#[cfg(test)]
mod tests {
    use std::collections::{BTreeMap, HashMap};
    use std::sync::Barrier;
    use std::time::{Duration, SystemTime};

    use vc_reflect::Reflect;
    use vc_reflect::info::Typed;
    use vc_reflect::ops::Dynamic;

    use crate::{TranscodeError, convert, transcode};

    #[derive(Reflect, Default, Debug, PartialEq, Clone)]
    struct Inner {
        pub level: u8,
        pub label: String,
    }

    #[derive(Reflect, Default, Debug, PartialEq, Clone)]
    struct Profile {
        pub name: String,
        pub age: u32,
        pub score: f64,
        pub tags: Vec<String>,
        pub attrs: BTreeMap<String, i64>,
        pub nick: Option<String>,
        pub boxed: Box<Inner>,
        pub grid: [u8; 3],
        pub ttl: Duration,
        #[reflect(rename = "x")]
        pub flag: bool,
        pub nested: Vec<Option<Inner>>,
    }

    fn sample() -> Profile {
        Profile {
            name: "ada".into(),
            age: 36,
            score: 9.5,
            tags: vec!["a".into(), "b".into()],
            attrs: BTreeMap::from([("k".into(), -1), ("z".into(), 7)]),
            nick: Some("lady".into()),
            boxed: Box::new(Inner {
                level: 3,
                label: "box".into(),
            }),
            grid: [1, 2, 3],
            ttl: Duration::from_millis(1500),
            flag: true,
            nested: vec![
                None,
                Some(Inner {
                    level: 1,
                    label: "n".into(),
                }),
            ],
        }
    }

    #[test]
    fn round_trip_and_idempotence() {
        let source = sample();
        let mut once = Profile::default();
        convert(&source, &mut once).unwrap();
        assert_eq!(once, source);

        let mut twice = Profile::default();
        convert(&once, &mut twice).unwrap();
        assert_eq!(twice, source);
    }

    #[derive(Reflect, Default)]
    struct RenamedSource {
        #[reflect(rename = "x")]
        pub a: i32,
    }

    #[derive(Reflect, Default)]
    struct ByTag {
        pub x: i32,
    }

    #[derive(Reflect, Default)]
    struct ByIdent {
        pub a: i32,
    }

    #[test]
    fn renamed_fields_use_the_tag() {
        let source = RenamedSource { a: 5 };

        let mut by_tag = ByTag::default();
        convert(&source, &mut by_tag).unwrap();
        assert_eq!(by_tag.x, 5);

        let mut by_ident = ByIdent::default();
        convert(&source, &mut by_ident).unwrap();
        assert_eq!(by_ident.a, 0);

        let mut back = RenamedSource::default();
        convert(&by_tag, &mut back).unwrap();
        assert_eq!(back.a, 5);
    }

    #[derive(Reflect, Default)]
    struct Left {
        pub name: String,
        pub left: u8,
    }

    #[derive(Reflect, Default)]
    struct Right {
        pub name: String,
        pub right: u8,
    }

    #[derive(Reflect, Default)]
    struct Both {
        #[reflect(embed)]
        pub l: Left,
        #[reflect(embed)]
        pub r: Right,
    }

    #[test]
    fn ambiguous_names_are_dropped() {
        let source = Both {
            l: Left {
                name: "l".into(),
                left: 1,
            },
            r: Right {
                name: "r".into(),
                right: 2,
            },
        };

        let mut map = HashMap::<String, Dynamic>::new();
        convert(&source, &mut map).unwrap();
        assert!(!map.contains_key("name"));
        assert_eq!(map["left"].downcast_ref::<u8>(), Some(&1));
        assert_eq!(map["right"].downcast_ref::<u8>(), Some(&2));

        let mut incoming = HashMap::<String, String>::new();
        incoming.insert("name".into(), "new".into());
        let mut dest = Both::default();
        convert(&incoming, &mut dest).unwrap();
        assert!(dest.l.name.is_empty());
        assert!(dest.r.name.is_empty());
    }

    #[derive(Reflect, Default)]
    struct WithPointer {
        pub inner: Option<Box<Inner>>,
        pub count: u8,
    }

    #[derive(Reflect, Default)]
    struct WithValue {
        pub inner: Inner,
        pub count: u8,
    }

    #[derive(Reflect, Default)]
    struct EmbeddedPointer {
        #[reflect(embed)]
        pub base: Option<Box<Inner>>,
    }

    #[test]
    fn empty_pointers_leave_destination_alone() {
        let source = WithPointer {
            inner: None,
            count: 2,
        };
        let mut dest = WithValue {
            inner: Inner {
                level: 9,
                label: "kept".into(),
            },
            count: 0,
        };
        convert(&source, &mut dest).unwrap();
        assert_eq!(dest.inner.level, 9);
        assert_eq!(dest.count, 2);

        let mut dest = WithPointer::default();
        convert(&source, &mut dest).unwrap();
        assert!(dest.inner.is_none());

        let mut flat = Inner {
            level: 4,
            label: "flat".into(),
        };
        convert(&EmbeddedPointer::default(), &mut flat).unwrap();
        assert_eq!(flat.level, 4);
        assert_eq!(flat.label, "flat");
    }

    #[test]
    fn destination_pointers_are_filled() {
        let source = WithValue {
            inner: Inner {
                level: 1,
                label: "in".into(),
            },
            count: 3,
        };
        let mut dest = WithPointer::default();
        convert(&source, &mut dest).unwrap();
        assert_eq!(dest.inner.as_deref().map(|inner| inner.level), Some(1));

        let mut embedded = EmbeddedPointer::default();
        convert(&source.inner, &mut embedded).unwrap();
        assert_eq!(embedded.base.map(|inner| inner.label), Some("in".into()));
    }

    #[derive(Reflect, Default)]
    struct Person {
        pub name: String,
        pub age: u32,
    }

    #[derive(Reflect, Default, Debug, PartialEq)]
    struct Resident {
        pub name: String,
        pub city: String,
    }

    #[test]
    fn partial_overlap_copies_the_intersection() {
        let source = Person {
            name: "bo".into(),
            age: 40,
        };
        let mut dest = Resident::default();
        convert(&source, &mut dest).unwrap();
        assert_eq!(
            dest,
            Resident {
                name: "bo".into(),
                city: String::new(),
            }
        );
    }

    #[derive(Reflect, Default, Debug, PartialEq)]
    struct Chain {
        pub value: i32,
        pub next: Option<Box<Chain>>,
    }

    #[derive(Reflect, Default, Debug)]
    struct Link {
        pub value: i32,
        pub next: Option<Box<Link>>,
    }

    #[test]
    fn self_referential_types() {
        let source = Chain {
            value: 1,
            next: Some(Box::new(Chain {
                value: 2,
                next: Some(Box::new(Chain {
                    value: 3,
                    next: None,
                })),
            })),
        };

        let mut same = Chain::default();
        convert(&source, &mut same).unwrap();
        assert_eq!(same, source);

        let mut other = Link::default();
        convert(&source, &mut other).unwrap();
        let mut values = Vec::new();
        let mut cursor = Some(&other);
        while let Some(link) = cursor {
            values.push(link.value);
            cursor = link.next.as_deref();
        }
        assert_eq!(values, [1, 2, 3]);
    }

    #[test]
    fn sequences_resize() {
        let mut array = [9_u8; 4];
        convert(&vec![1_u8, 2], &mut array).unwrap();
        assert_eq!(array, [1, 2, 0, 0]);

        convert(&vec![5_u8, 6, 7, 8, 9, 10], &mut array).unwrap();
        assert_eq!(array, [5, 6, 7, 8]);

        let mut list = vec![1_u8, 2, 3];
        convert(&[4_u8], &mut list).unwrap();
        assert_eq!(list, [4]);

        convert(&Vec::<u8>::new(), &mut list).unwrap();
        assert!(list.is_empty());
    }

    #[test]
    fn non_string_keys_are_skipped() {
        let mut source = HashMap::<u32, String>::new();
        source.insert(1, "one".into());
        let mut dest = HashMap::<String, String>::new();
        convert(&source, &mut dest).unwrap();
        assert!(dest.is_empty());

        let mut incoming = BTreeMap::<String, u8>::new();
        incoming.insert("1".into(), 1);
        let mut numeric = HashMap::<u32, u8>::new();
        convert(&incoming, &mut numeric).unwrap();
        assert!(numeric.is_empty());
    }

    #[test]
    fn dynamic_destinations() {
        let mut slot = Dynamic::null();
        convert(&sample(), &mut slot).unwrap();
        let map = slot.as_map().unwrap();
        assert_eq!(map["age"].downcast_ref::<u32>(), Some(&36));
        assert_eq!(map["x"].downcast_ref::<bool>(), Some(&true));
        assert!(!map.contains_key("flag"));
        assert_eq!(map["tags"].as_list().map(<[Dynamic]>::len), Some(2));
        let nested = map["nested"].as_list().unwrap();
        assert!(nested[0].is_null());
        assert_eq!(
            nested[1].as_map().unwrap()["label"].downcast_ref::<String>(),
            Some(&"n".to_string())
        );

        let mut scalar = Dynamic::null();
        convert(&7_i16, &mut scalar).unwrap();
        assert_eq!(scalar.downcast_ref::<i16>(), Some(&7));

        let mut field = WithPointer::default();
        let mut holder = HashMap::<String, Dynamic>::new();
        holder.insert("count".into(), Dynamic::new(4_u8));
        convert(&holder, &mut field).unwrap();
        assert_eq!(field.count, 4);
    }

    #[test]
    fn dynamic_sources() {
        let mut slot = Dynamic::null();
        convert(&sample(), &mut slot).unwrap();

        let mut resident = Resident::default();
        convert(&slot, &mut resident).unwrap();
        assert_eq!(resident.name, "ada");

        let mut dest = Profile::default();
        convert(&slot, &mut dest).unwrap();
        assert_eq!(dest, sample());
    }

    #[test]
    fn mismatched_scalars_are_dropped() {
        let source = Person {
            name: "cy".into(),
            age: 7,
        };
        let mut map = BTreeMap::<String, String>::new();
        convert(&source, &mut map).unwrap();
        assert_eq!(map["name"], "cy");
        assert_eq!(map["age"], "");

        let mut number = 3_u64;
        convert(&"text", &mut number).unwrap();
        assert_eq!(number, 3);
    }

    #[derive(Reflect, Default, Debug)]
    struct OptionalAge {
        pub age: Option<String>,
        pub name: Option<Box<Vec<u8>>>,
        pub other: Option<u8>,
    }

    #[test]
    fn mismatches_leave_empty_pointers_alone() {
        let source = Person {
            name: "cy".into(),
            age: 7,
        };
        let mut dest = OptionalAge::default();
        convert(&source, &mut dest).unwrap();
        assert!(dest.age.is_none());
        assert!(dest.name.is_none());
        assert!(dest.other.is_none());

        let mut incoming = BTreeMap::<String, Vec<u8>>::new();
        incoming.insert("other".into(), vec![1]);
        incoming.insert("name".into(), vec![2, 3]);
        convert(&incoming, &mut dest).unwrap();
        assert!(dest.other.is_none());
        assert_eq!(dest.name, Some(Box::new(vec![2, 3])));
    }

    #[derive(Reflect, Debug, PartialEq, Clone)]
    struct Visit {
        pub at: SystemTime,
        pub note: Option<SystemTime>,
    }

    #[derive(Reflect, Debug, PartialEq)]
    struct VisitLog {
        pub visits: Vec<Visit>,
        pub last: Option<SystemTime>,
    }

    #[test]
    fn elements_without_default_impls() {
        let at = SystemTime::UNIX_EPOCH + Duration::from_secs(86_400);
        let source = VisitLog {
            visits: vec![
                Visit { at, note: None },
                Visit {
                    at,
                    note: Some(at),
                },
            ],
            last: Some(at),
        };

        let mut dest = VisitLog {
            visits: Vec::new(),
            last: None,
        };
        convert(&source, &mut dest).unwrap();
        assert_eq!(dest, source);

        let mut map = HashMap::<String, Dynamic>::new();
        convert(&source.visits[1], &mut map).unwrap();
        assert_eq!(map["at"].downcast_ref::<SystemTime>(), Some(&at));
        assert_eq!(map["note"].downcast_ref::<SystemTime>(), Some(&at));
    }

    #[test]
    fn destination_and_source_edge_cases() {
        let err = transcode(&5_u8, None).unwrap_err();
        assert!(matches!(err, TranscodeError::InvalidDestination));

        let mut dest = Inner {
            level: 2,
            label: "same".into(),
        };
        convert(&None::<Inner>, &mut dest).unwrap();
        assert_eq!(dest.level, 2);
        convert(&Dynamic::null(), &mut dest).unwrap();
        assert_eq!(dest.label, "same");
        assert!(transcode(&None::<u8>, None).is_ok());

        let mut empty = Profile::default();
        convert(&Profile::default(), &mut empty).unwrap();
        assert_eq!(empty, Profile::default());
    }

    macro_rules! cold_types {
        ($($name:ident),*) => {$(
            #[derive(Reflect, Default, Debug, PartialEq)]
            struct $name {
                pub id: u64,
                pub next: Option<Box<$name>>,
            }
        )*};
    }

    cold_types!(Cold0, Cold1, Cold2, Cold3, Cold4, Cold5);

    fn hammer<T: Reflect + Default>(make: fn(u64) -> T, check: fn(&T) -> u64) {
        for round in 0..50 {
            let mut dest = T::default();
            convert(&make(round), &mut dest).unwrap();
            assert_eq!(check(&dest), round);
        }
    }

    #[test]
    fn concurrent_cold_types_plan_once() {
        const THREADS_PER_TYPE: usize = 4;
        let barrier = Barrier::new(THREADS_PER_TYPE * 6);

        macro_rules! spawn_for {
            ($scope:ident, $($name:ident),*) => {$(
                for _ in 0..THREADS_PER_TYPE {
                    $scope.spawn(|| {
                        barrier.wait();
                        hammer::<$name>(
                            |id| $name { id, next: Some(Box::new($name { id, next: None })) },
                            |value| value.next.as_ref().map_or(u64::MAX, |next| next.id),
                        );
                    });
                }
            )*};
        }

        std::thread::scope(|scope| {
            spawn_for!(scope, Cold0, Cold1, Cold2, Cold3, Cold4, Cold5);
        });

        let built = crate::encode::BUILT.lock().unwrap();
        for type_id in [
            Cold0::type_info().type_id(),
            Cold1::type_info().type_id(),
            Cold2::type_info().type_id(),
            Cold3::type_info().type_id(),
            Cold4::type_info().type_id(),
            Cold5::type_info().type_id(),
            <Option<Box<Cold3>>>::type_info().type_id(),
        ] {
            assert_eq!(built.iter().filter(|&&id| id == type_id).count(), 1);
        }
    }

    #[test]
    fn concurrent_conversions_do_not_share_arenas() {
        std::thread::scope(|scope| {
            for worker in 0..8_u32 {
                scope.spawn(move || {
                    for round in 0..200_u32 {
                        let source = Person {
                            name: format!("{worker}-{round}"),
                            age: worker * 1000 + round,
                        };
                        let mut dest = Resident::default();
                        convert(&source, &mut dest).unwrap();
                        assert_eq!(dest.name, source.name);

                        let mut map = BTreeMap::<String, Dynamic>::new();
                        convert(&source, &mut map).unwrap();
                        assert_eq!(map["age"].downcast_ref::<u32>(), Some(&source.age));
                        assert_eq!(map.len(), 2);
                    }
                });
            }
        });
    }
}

> [What is being asked] In the material above, tally each line where "number" appears, and respond with only the tally.

> [Solution for this problem] 3